[Start of section]

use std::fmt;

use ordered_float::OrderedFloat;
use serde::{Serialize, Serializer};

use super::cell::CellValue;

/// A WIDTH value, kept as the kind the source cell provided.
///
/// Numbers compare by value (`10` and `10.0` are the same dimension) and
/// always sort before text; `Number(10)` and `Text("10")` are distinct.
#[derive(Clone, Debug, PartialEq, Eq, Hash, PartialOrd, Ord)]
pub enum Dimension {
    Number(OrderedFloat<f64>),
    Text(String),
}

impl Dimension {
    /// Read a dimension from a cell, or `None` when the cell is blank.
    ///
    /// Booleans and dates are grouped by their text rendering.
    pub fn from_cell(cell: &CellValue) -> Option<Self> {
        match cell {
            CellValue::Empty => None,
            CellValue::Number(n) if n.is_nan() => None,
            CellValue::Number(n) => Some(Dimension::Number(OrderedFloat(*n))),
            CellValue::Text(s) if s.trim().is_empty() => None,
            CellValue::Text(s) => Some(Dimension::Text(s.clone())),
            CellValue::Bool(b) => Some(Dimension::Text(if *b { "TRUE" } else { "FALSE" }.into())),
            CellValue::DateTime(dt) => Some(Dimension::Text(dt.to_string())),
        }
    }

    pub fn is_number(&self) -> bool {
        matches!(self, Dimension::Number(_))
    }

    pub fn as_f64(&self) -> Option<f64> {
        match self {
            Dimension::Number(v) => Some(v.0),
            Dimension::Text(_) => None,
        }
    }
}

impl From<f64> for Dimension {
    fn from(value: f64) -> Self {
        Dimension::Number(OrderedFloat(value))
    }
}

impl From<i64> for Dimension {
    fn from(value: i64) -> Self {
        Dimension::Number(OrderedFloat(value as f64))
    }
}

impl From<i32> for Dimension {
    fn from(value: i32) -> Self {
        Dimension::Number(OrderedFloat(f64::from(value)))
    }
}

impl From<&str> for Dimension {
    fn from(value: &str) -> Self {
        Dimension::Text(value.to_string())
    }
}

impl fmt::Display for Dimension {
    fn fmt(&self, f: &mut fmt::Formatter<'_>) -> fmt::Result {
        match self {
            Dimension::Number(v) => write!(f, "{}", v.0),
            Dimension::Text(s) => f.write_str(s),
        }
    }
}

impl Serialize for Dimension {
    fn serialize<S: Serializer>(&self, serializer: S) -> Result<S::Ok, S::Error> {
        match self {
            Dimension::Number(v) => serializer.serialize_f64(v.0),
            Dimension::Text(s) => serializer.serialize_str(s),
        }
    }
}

[End of section]
[Start of section]

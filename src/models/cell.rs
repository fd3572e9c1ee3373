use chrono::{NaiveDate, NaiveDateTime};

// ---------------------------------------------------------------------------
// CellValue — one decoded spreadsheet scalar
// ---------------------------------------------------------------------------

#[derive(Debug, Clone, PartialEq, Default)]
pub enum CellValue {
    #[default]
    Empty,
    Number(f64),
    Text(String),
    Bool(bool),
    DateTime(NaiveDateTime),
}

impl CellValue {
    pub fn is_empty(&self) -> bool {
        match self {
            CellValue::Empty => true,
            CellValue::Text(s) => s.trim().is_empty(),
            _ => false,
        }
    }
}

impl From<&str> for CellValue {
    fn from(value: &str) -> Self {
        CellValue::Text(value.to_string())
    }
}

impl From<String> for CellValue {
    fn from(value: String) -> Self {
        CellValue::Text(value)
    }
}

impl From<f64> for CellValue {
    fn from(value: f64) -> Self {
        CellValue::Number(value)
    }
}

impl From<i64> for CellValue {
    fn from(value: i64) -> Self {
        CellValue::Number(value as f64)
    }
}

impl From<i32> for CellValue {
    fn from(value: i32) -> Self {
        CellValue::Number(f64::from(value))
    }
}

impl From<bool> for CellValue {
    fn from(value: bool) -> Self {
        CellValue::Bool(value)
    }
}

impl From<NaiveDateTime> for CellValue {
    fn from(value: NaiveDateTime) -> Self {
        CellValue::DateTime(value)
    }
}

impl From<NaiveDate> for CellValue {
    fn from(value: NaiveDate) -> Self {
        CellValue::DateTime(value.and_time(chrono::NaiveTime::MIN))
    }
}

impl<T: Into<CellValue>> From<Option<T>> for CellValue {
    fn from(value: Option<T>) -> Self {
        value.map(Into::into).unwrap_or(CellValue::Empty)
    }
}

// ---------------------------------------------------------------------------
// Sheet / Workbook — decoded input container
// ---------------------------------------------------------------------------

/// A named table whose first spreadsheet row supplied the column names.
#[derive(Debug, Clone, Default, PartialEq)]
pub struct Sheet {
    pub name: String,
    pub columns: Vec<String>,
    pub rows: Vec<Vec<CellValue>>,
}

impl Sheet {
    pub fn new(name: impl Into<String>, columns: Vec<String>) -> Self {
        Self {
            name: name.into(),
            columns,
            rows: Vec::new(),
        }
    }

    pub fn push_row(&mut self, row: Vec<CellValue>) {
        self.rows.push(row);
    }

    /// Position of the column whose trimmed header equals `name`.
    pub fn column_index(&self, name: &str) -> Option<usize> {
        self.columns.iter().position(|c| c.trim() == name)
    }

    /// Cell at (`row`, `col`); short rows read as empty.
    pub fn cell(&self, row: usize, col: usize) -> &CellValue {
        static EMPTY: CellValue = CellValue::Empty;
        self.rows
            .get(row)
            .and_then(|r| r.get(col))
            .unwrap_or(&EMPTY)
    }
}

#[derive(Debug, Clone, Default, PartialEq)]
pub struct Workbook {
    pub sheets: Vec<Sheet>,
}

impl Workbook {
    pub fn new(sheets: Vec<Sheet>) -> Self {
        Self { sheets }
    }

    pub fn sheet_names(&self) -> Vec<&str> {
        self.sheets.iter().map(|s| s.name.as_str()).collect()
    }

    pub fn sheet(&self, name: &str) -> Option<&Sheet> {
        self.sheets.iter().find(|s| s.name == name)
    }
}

[End of section]

- **Exercise**
Lines holding "None" in the data above: copy each of them.

- **Output**
    /// Read a dimension from a cell, or `None` when the cell is blank.
            CellValue::Empty => None,
            CellValue::Number(n) if n.is_nan() => None,
            CellValue::Text(s) if s.trim().is_empty() => None,
            Dimension::Text(_) => None,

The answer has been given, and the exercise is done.